-- SUPPLIED DATA follows --
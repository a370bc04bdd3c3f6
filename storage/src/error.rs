use std::error::Error as StdError;
use std::fmt;

use tracing_error::SpanTrace;

/// What went wrong in a storage driver, independent of the backend.
///
/// Registry code only needs to tell a missing object apart from a backend
/// failure, so the set of kinds is kept small.
#[derive(Debug, Clone, Copy, PartialEq, Eq)]
pub enum StorageErrorKind {
    /// The requested object or bucket does not exist.
    NotFound,

    /// The backend refused the operation.
    PermissionDenied,

    /// Reading or writing the backend failed.
    Io,

    /// The request itself was malformed (bad path, unknown driver).
    InvalidRequest,

    /// Anything else.
    Other,
}

impl StorageErrorKind {
    fn from_io(kind: std::io::ErrorKind) -> Self {
        match kind {
            std::io::ErrorKind::NotFound => StorageErrorKind::NotFound,
            std::io::ErrorKind::PermissionDenied => StorageErrorKind::PermissionDenied,
            std::io::ErrorKind::InvalidInput => StorageErrorKind::InvalidRequest,
            _ => StorageErrorKind::Io,
        }
    }
}

impl fmt::Display for StorageErrorKind {
    fn fmt(&self, f: &mut fmt::Formatter<'_>) -> fmt::Result {
        match self {
            StorageErrorKind::NotFound => write!(f, "not found"),
            StorageErrorKind::PermissionDenied => write!(f, "permission denied"),
            StorageErrorKind::Io => write!(f, "I/O error"),
            StorageErrorKind::InvalidRequest => write!(f, "invalid request"),
            StorageErrorKind::Other => write!(f, "other error"),
        }
    }
}

/// Error raised by a storage driver.
///
/// Carries the semantic [`StorageErrorKind`], the engine that failed, the
/// bucket and path involved when known, and the span trace at the point the
/// error was created.
///
/// ```rust
/// use storage::{StorageError, StorageErrorKind};
///
/// let error = StorageError::builder(
///     "memory",
///     StorageErrorKind::NotFound,
///     std::io::Error::new(std::io::ErrorKind::NotFound, "no such object"),
/// )
/// .bucket("registry")
/// .path("library/alpine/manifests/sha256/abc")
/// .build();
///
/// assert!(error.is_not_found());
/// ```
#[derive(Debug)]
pub struct StorageError {
    kind: StorageErrorKind,
    engine: &'static str,
    bucket: Option<String>,
    path: Option<String>,
    context: Option<String>,
    source: Box<dyn StdError + Send + Sync + 'static>,
    span_trace: Box<SpanTrace>,
}

impl StdError for StorageError {
    fn source(&self) -> Option<&(dyn StdError + 'static)> {
        Some(self.source.as_ref())
    }
}

impl StorageError {
    /// Create a storage error without bucket or path context.
    pub fn new<E>(engine: &'static str, kind: StorageErrorKind, error: E) -> Self
    where
        E: Into<Box<dyn StdError + Send + Sync + 'static>>,
    {
        Self::builder(engine, kind, error).build()
    }

    /// Create a storage error from an I/O error, deriving the kind from the
    /// I/O error kind.
    pub fn io(engine: &'static str, error: std::io::Error) -> Self {
        let kind = StorageErrorKind::from_io(error.kind());
        Self::new(engine, kind, error)
    }

    /// Start building a storage error with optional context.
    pub fn builder<E>(engine: &'static str, kind: StorageErrorKind, error: E) -> StorageErrorBuilder
    where
        E: Into<Box<dyn StdError + Send + Sync + 'static>>,
    {
        StorageErrorBuilder {
            kind,
            engine,
            source: error.into(),
            bucket: None,
            path: None,
            context: None,
        }
    }

    /// Shorthand for a `NotFound` error on a bucket and path.
    pub fn not_found(engine: &'static str, bucket: &str, path: Option<&str>) -> Self {
        let message = match path {
            Some(path) => format!("path not found: {bucket}/{path}"),
            None => format!("bucket not found: {bucket}"),
        };
        let mut builder = Self::builder(
            engine,
            StorageErrorKind::NotFound,
            std::io::Error::new(std::io::ErrorKind::NotFound, message),
        )
        .bucket(bucket);
        if let Some(path) = path {
            builder = builder.path(path);
        }
        builder.build()
    }

    /// Returns a closure converting any error into a storage error of the
    /// given kind, for use with `map_err`.
    pub fn with<E>(engine: &'static str, kind: StorageErrorKind) -> impl FnOnce(E) -> StorageError
    where
        E: Into<Box<dyn StdError + Send + Sync + 'static>>,
    {
        move |error: E| StorageError::new(engine, kind, error)
    }

    /// The error kind.
    pub fn kind(&self) -> StorageErrorKind {
        self.kind
    }

    /// Whether the object (or its bucket) does not exist.
    pub fn is_not_found(&self) -> bool {
        self.kind == StorageErrorKind::NotFound
    }

    /// Name of the storage engine which produced the error.
    pub fn engine(&self) -> &'static str {
        self.engine
    }

    /// The bucket, if known.
    pub fn bucket(&self) -> Option<&str> {
        self.bucket.as_deref()
    }

    /// The object path, if known.
    pub fn path(&self) -> Option<&str> {
        self.path.as_deref()
    }

    /// Span trace captured when the error was built.
    pub fn span_trace(&self) -> &SpanTrace {
        &self.span_trace
    }
}

impl fmt::Display for StorageError {
    fn fmt(&self, f: &mut fmt::Formatter<'_>) -> fmt::Result {
        write!(f, "Storage error [{}] from {}", self.kind, self.engine)?;

        if let Some(bucket) = &self.bucket {
            write!(f, " (bucket: {})", bucket)?;
        }

        if let Some(path) = &self.path {
            write!(f, " (path: {})", path)?;
        }

        if let Some(context) = &self.context {
            write!(f, " ({})", context)?;
        }

        write!(f, ": {}", self.source)
    }
}

/// Builder for [`StorageError`] with optional bucket, path and context.
#[derive(Debug)]
pub struct StorageErrorBuilder {
    kind: StorageErrorKind,
    engine: &'static str,
    source: Box<dyn StdError + Send + Sync + 'static>,
    bucket: Option<String>,
    path: Option<String>,
    context: Option<String>,
}

impl StorageErrorBuilder {
    /// Set the bucket name.
    pub fn bucket(mut self, bucket: impl Into<String>) -> Self {
        self.bucket = Some(bucket.into());
        self
    }

    /// Set the object path.
    pub fn path(mut self, path: impl Into<String>) -> Self {
        self.path = Some(path.into());
        self
    }

    /// Set free-form context.
    pub fn context(mut self, context: impl Into<String>) -> Self {
        self.context = Some(context.into());
        self
    }

    /// Build the error, capturing the current span trace.
    pub fn build(self) -> StorageError {
        StorageError {
            kind: self.kind,
            engine: self.engine,
            bucket: self.bucket,
            path: self.path,
            context: self.context,
            source: self.source,
            span_trace: Box::new(SpanTrace::capture()),
        }
    }
}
-- SUPPLIED DATA concluded --
* **WHAT IS REQUIRED**
Look for the word "driver" throughout the material above and copy every line that has it.

* **WRITTEN RESPONSE**
/// What went wrong in a storage driver, independent of the backend.
    /// The request itself was malformed (bad path, unknown driver).
/// Error raised by a storage driver.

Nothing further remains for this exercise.